Peligro de desertificación

Afecta al 38% de la superficie terrestre

Científicos españoles han utilizado el Análisis del Ciclo de la Vida (ACV) una metodología científica que analiza el impacto ambiental de las actividades humanas para medir la degradación del suelo del planeta. Es la primera vez que este tipo de análisis incluye indicadores de desertificación. Esto es posible gracias a la clasificación de 15 áreas naturales o “eco-regiones” según su grado de aridez.
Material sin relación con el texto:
// HTTP API server binary for cpucoolerchart

use anyhow::{Context, Result};
use cpu_cooler_chart::api::ApiServer;
use cpu_cooler_chart::application::AppState;
use cpu_cooler_chart::infrastructure::{init_logging_with_config, AppConfig};

#[actix_web::main]
async fn main() -> Result<()> {
    let config = AppConfig::load().context("Failed to load configuration")?;
    init_logging_with_config(&config.logging)?;

    tracing::info!("Initializing cpucoolerchart API server");

    let server = ApiServer::from_config(&config.server);
    let state = AppState::initialize(config).await?;

    tracing::info!("Database connected successfully");

    server.run(state).await
}
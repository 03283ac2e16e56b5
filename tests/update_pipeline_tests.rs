//! Full update cycle against a fake chart site and an in-memory database

use std::sync::{Arc, Mutex};

use async_trait::async_trait;
use cpu_cooler_chart::application::{AppState, UpdateOutcome};
use cpu_cooler_chart::infrastructure::config::{AppConfig, CacheBackend};
use cpu_cooler_chart::infrastructure::{
    DatabaseConnection, EntityKind, FetchError, HttpFetch, HttpResponse,
};
use tokio_test::assert_ok;

/// Serves the same table rows on every chart page. `None` simulates an outage.
struct FakeChartSite {
    rows: Mutex<Option<Vec<(&'static str, &'static str)>>>,
    fan: Mutex<&'static str>,
}

impl FakeChartSite {
    fn new(rows: Vec<(&'static str, &'static str)>) -> Arc<Self> {
        Arc::new(Self {
            rows: Mutex::new(Some(rows)),
            fan: Mutex::new("120/25T"),
        })
    }

    fn set_rows(&self, rows: Option<Vec<(&'static str, &'static str)>>) {
        *self.rows.lock().unwrap() = rows;
    }

    fn set_fan(&self, fan: &'static str) {
        *self.fan.lock().unwrap() = fan;
    }
}

#[async_trait]
impl HttpFetch for FakeChartSite {
    async fn get(&self, url: &str) -> Result<HttpResponse, FetchError> {
        let Some(rows) = self.rows.lock().unwrap().clone() else {
            return Err(FetchError::Transport {
                url: url.to_string(),
                message: "connection refused".to_string(),
            });
        };
        let fan = *self.fan.lock().unwrap();
        let noise_cell = if url.contains("dd=1&") { "<td>40.5</td>" } else { "" };
        let body: String = rows
            .iter()
            .map(|(maker, model)| {
                format!(
                    r#"<tr class="tdm">
                         <td>{maker}<br>{model}</td>
                         <td>125 x 75 x 150<br>Tower / 620g</td>
                         <td>{fan}<br>1200 rpm</td>
                         {noise_cell}
                         <td><font>40.0</font><font>30.0</font></td>
                       </tr>"#
                )
            })
            .collect();
        Ok(HttpResponse::ok(format!(
            r#"<table width="680" bordercolorlight="black">{body}</table>"#
        )))
    }
}

async fn app_state(site: Arc<FakeChartSite>) -> AppState {
    let mut config = AppConfig::default();
    config.cache.backend = CacheBackend::Memory;
    config.crawler.chart_url = "http://chart.test/?dd={noise}&test={power}".to_string();

    let database = DatabaseConnection::in_memory().await.unwrap();
    database.migrate().await.unwrap();
    AppState::with_fetcher(config, database, site).unwrap()
}

async fn counts(state: &AppState) -> [i64; 4] {
    let repository = state.repository();
    let mut counts = [0; 4];
    for (slot, kind) in counts.iter_mut().zip(EntityKind::ALL) {
        *slot = repository.count(kind).await.unwrap();
    }
    counts
}

#[tokio::test]
async fn test_first_update_populates_storage() {
    let site = FakeChartSite::new(vec![("Zalman", "CNPS10X"), ("Deepcool", "Gammaxx 400")]);
    let state = app_state(site).await;

    let summary = match assert_ok!(state.update_service().update_data(false).await) {
        UpdateOutcome::Completed(summary) => summary,
        other => panic!("expected a completed update, got {other:?}"),
    };
    assert_eq!(summary.fetched, 28);
    assert_eq!(summary.kept, 28);
    assert_eq!(summary.reconcile.created.total(), 2 + 2 + 2 + 28);
    assert_eq!(counts(&state).await, [2, 2, 2, 28]);
    assert!(state.scheduler().last_updated().await.unwrap().is_some());
}

#[tokio::test]
async fn test_second_update_waits_for_interval_unless_forced() {
    let site = FakeChartSite::new(vec![("Zalman", "CNPS10X")]);
    let state = app_state(site).await;
    let service = state.update_service();

    assert!(matches!(
        service.update_data(false).await.unwrap(),
        UpdateOutcome::Completed(_)
    ));
    assert!(matches!(
        service.update_data(false).await.unwrap(),
        UpdateOutcome::UpToDate
    ));

    let UpdateOutcome::Completed(summary) = service.update_data(true).await.unwrap() else {
        panic!("forced update should run");
    };
    assert_eq!(summary.reconcile.created.total(), 0);
    assert_eq!(summary.reconcile.deleted.total(), 0);
    assert_eq!(counts(&state).await, [1, 1, 1, 14]);
}

#[tokio::test]
async fn test_failed_fetch_keeps_previous_data() {
    let site = FakeChartSite::new(vec![("Zalman", "CNPS10X")]);
    let state = app_state(site.clone()).await;
    let service = state.update_service();
    service.update_data(false).await.unwrap();

    state.cache.clear().await.unwrap();
    site.set_rows(None);

    let message = match assert_ok!(service.update_data(true).await) {
        UpdateOutcome::Failed(message) => message,
        other => panic!("expected a failed update, got {other:?}"),
    };
    assert_eq!(message, "There was an error during updating data.");
    assert_eq!(counts(&state).await, [1, 1, 1, 14]);
    assert!(!state.scheduler().is_update_running().await.unwrap());
    assert!(state.scheduler().needs_update().await.unwrap());
}

#[tokio::test]
async fn test_unparseable_fan_cells_keep_previous_data() {
    let site = FakeChartSite::new(vec![("Zalman", "CNPS10X")]);
    let state = app_state(site.clone()).await;
    let service = state.update_service();
    service.update_data(false).await.unwrap();
    assert_eq!(counts(&state).await, [1, 1, 1, 14]);

    state.cache.clear().await.unwrap();
    site.set_fan("120mm fan");

    let message = match assert_ok!(service.update_data(true).await) {
        UpdateOutcome::Failed(message) => message,
        other => panic!("expected a failed update, got {other:?}"),
    };
    assert_eq!(message, "There was an error during updating data.");
    assert_eq!(counts(&state).await, [1, 1, 1, 14]);
    assert!(!state.scheduler().is_update_running().await.unwrap());
}

#[tokio::test]
async fn test_concurrent_updates_run_one_cycle() {
    let site = FakeChartSite::new(vec![("Zalman", "CNPS10X")]);
    let state = app_state(site).await;
    let service = state.update_service();

    let (first, second) = tokio::join!(service.update_data(true), service.update_data(true));
    let outcomes = [assert_ok!(first), assert_ok!(second)];
    let completed = outcomes
        .iter()
        .filter(|outcome| matches!(outcome, UpdateOutcome::Completed(_)))
        .count();
    let running = outcomes
        .iter()
        .filter(|outcome| matches!(outcome, UpdateOutcome::AlreadyRunning))
        .count();
    assert_eq!((completed, running), (1, 1));
    assert_eq!(counts(&state).await, [1, 1, 1, 14]);
    assert!(!state.scheduler().is_update_running().await.unwrap());
}

#[tokio::test]
async fn test_models_missing_upstream_are_removed() {
    let site = FakeChartSite::new(vec![("Zalman", "CNPS10X"), ("Deepcool", "Gammaxx 400")]);
    let state = app_state(site.clone()).await;
    let service = state.update_service();
    service.update_data(false).await.unwrap();

    state.cache.clear().await.unwrap();
    site.set_rows(Some(vec![("Zalman", "CNPS10X")]));

    let UpdateOutcome::Completed(summary) = service.update_data(true).await.unwrap() else {
        panic!("forced update should run");
    };
    assert_eq!(summary.reconcile.deleted.makers, 1);
    assert_eq!(summary.reconcile.deleted.heatsinks, 1);
    assert_eq!(counts(&state).await, [1, 1, 1, 14]);

    let makers = state.repository().list_makers().await.unwrap();
    assert_eq!(makers.len(), 1);
    assert_eq!(makers[0].name, "Zalman");
}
A través del uso simultáneo del ACV y de un Sistema de Información Geográfica (GIS, en sus siglas en inglés), los investigadores han demostrado que ocho de las 15 áreas clasificadas están en peligro de desertificación, es decir el 38% de la superficie terrestre del planeta.
Las ocho áreas naturales en riesgo son las zonas marinas, las praderas, las zonas del Mediterráneo, la sabana, la estepa templada, el desierto templado, la estepa tropical o subtropical, y el desierto tropical o subtropical.
“El mayor riesgo de desertificación (7.6 sobre 10 en una escala de cuantificación definida a partir de varios indicadores de desertificación) se encuentra en las regiones del desierto subtropical: África del norte, los países de Oriente Próximo, Australia, el suroeste de China y el margen oeste de América del Sur”, explica Montserrat Núñez, investigadora del Instituto de Investigación y Tecnología Agroalimentaria (IRTA) y autora principal del trabajo que ha sido publicado en el último número del International Journal of Life Cycle Assessment.
Le siguen áreas como el Mediterráneo y la estepa tropical y subtropical, ambas con un 6.3 sobre 10 en la escala ante mencionada. Las zonas marinas y las praderas tienen menor peligro de desertificación con un 4 sobre 10.
“El uso insostenible del suelo puede llevar a su degradación. Si ésta se produce en zonas áridas, semi-áridas y sub-húmedas secas, como España, la degradación se denomina desertificación y los efectos pueden ser irreversibles, pues generan áreas totalmente improductivas”, asegura Núñez, quien ha colaborado con científicos de la Universidad Autónoma de Barcelona y la Universidad Tecnológica Nacional de Mendoza (Argentina).